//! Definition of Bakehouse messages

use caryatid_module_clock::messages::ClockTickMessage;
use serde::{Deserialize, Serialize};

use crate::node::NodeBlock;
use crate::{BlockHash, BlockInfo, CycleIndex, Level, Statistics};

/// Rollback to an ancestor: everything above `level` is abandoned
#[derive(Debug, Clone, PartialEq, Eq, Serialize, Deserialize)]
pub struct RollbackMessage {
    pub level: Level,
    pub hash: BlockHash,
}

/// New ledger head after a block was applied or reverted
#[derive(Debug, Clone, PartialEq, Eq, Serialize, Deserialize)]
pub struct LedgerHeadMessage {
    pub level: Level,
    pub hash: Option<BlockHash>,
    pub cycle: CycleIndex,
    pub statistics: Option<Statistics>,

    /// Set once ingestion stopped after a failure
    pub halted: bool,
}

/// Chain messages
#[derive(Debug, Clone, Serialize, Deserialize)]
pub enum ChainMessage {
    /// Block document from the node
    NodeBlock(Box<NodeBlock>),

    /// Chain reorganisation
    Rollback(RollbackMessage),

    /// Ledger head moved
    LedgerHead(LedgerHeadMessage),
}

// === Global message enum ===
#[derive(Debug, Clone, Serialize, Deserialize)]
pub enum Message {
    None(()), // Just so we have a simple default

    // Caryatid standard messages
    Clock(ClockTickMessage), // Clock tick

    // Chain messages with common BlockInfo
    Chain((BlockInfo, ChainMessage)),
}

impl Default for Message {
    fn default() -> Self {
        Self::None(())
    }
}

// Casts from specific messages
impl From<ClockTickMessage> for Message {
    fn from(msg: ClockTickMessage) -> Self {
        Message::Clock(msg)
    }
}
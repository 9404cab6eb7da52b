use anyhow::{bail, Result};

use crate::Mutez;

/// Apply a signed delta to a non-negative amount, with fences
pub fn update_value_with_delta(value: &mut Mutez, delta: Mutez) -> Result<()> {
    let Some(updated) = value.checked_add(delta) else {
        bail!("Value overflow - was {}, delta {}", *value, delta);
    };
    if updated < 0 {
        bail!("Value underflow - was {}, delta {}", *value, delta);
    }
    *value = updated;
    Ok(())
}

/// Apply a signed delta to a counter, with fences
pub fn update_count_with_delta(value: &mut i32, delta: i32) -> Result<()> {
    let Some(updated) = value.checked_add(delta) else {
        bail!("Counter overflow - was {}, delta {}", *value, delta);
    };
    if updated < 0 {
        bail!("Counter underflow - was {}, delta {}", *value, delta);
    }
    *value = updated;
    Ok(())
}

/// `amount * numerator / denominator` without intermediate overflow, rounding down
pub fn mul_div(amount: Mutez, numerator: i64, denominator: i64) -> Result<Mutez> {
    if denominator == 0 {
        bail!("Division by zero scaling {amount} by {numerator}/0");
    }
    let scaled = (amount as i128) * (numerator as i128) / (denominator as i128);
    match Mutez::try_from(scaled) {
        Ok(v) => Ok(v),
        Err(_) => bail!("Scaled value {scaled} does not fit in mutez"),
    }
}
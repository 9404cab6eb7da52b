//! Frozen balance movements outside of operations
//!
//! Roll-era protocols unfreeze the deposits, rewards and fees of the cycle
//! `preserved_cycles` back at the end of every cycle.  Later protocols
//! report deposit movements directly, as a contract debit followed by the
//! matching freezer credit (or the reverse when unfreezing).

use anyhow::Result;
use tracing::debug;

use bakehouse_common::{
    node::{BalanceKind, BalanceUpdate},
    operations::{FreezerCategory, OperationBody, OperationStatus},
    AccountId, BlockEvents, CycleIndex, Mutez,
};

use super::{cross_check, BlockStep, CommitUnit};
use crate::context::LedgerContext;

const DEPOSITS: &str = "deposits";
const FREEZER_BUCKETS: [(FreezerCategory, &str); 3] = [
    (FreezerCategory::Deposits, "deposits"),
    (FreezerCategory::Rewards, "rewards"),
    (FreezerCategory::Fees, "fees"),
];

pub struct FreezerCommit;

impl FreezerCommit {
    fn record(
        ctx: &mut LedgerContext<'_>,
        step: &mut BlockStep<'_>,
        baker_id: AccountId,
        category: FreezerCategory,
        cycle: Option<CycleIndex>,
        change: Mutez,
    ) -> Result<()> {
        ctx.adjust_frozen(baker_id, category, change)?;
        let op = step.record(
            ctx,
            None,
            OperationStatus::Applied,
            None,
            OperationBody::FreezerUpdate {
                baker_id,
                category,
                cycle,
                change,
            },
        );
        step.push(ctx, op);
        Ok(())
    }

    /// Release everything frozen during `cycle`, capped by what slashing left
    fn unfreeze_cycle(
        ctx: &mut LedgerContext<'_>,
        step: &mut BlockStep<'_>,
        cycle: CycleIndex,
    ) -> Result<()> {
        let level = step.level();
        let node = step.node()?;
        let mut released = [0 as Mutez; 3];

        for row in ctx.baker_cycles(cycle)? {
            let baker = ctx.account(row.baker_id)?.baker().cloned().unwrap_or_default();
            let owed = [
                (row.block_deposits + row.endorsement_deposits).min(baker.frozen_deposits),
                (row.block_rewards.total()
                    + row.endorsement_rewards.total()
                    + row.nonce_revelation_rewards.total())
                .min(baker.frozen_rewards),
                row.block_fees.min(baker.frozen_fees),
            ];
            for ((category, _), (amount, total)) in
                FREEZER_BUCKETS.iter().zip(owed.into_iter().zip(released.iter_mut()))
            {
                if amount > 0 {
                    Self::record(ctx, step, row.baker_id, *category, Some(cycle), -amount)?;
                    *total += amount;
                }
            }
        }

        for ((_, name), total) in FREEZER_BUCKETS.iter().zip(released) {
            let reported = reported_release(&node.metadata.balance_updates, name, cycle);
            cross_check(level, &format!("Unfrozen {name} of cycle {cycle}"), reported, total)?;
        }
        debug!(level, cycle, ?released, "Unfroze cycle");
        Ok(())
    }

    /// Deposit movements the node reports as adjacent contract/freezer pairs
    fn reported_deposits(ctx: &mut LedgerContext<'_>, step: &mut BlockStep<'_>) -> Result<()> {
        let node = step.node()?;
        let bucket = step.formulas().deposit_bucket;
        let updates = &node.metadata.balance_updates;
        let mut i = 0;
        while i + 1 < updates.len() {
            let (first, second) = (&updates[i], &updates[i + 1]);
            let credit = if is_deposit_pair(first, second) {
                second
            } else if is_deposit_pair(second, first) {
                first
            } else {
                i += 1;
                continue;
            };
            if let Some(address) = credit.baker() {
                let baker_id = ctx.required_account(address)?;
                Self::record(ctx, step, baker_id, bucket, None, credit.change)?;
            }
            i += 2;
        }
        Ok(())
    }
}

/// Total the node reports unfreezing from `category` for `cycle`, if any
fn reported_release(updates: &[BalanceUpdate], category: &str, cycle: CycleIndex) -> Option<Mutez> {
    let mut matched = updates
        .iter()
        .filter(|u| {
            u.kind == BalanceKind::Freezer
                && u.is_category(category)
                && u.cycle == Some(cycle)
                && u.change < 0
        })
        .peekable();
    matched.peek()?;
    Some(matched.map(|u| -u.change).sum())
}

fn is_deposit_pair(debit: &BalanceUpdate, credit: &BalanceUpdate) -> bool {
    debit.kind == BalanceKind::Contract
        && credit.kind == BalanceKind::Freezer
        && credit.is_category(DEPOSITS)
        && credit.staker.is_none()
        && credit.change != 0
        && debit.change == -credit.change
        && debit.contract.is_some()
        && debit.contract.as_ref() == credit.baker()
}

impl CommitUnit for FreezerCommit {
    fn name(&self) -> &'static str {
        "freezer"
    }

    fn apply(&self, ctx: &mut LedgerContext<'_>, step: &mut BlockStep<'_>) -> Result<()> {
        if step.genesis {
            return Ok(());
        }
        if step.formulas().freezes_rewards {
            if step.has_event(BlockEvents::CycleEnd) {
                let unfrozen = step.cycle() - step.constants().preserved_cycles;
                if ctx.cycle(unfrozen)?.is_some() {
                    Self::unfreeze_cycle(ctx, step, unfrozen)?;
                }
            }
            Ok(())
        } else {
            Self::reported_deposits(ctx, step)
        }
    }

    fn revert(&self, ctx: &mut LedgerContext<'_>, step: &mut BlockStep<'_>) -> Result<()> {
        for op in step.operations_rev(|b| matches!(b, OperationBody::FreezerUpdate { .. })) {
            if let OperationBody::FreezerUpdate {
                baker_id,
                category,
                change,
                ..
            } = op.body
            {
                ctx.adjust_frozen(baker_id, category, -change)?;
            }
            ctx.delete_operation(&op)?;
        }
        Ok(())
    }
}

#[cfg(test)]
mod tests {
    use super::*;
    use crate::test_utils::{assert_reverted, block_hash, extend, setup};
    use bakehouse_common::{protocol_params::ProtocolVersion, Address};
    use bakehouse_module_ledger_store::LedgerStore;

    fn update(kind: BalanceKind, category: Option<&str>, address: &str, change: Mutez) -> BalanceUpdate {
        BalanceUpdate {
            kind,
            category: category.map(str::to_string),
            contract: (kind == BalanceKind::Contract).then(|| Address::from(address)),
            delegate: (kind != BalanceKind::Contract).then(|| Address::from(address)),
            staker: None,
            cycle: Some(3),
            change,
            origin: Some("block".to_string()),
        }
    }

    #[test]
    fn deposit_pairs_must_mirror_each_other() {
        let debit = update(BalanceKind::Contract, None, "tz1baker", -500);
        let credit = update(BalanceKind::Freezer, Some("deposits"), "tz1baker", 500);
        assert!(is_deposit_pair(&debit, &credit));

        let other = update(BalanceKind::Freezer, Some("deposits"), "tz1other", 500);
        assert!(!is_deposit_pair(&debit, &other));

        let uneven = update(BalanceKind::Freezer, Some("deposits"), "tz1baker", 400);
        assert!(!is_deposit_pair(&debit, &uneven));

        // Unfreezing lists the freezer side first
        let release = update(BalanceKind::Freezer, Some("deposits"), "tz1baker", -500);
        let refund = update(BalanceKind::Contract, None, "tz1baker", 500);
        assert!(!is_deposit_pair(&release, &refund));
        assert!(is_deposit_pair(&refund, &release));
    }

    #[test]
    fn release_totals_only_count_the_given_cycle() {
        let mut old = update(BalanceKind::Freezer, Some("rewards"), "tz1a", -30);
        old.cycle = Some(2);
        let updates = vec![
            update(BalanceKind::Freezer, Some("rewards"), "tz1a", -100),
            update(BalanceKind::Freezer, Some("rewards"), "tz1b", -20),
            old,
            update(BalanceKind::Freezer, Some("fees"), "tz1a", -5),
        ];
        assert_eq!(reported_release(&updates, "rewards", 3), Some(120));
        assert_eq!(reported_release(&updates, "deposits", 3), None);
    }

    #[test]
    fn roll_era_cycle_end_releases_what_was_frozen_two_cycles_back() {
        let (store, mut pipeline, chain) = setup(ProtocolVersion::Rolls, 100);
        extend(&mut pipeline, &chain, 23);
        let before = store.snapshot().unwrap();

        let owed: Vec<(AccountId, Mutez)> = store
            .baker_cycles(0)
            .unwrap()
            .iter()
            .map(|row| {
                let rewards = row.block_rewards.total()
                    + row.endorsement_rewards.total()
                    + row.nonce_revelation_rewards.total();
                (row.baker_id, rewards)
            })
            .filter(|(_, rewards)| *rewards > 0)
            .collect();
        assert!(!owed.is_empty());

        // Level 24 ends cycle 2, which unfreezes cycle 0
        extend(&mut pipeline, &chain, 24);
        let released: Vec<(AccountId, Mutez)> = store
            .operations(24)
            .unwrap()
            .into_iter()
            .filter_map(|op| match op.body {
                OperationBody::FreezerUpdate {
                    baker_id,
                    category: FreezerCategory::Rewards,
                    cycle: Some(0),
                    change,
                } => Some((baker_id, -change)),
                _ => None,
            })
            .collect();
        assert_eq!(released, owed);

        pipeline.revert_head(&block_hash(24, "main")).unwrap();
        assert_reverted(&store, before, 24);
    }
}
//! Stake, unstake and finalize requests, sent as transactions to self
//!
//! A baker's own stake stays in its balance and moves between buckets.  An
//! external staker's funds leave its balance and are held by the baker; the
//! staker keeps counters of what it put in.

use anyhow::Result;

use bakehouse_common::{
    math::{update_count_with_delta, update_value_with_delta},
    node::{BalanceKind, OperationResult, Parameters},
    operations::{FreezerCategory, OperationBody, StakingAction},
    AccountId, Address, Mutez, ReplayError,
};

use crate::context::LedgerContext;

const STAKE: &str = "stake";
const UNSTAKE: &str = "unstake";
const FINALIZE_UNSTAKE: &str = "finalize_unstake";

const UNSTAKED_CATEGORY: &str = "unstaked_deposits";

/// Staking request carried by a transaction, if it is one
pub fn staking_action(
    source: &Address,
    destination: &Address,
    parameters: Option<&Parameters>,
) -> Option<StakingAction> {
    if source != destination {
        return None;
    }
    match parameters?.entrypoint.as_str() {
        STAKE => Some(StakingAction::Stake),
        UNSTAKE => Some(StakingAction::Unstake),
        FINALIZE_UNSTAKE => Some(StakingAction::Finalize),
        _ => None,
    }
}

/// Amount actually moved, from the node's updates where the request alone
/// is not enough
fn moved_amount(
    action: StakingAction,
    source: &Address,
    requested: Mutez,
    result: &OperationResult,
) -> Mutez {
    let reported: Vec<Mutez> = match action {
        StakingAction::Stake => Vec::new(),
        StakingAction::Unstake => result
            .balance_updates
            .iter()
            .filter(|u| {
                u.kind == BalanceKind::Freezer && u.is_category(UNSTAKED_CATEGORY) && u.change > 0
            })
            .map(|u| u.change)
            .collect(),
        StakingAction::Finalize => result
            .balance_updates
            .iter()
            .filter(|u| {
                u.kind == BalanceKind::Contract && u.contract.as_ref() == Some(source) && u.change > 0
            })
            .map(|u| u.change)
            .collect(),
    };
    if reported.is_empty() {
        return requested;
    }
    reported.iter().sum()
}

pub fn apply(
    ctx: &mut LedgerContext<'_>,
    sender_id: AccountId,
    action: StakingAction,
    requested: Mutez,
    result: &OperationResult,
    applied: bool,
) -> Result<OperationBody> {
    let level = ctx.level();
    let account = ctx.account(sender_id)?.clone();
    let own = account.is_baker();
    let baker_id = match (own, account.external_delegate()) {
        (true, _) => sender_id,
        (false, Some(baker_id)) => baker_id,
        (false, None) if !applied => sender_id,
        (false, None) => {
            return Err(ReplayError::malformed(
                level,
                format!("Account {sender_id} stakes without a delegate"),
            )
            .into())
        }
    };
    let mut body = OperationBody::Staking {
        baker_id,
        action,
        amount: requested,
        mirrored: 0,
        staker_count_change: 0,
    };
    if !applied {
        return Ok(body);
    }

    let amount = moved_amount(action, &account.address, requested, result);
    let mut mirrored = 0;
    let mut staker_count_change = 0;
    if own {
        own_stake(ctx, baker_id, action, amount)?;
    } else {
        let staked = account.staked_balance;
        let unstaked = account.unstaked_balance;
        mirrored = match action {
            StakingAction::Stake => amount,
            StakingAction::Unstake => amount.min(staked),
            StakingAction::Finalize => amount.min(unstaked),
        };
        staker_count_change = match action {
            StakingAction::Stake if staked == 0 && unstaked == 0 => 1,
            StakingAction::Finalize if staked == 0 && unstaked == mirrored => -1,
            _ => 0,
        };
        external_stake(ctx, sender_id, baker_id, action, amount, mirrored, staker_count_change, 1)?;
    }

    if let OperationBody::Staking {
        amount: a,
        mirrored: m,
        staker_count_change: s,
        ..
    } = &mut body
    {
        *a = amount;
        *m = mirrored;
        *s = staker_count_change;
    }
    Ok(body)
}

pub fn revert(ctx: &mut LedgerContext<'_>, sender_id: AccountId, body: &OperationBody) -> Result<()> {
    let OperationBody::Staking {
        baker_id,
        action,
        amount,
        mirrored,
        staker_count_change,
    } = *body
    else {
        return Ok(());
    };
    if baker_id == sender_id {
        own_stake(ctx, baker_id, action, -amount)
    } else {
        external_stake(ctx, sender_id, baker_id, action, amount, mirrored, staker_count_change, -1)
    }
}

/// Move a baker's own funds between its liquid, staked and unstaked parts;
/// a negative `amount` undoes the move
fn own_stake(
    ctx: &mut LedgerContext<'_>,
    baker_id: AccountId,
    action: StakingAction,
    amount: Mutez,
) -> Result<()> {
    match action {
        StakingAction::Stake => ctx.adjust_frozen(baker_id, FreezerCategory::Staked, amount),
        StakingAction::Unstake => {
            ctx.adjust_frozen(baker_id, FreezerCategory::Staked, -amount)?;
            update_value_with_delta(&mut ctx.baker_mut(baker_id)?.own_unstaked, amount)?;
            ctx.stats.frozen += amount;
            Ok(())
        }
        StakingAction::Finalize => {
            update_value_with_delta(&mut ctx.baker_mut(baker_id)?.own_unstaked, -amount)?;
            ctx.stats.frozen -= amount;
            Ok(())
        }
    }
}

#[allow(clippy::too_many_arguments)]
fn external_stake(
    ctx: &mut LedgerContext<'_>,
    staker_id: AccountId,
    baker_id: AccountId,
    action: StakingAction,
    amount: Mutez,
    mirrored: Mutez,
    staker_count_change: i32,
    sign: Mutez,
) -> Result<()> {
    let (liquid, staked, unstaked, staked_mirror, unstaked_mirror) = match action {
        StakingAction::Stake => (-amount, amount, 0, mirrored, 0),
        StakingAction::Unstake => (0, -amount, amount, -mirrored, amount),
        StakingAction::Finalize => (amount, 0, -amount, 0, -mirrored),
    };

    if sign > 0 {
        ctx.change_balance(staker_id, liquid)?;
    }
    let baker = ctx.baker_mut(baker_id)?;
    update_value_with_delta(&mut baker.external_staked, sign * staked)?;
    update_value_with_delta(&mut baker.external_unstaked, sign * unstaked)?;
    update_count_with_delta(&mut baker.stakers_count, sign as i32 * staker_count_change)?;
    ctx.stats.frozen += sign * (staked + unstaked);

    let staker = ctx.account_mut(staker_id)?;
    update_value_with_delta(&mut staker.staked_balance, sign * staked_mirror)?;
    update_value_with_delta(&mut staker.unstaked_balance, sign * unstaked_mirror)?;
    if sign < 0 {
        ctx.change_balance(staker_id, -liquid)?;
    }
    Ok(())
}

• **About this exercise**: Whenever a line of the data includes "then", copy that line.

• **Answer to the problem**:
            contract: (kind == BalanceKind::Contract).then(|| Address::from(address)),
            delegate: (kind != BalanceKind::Contract).then(|| Address::from(address)),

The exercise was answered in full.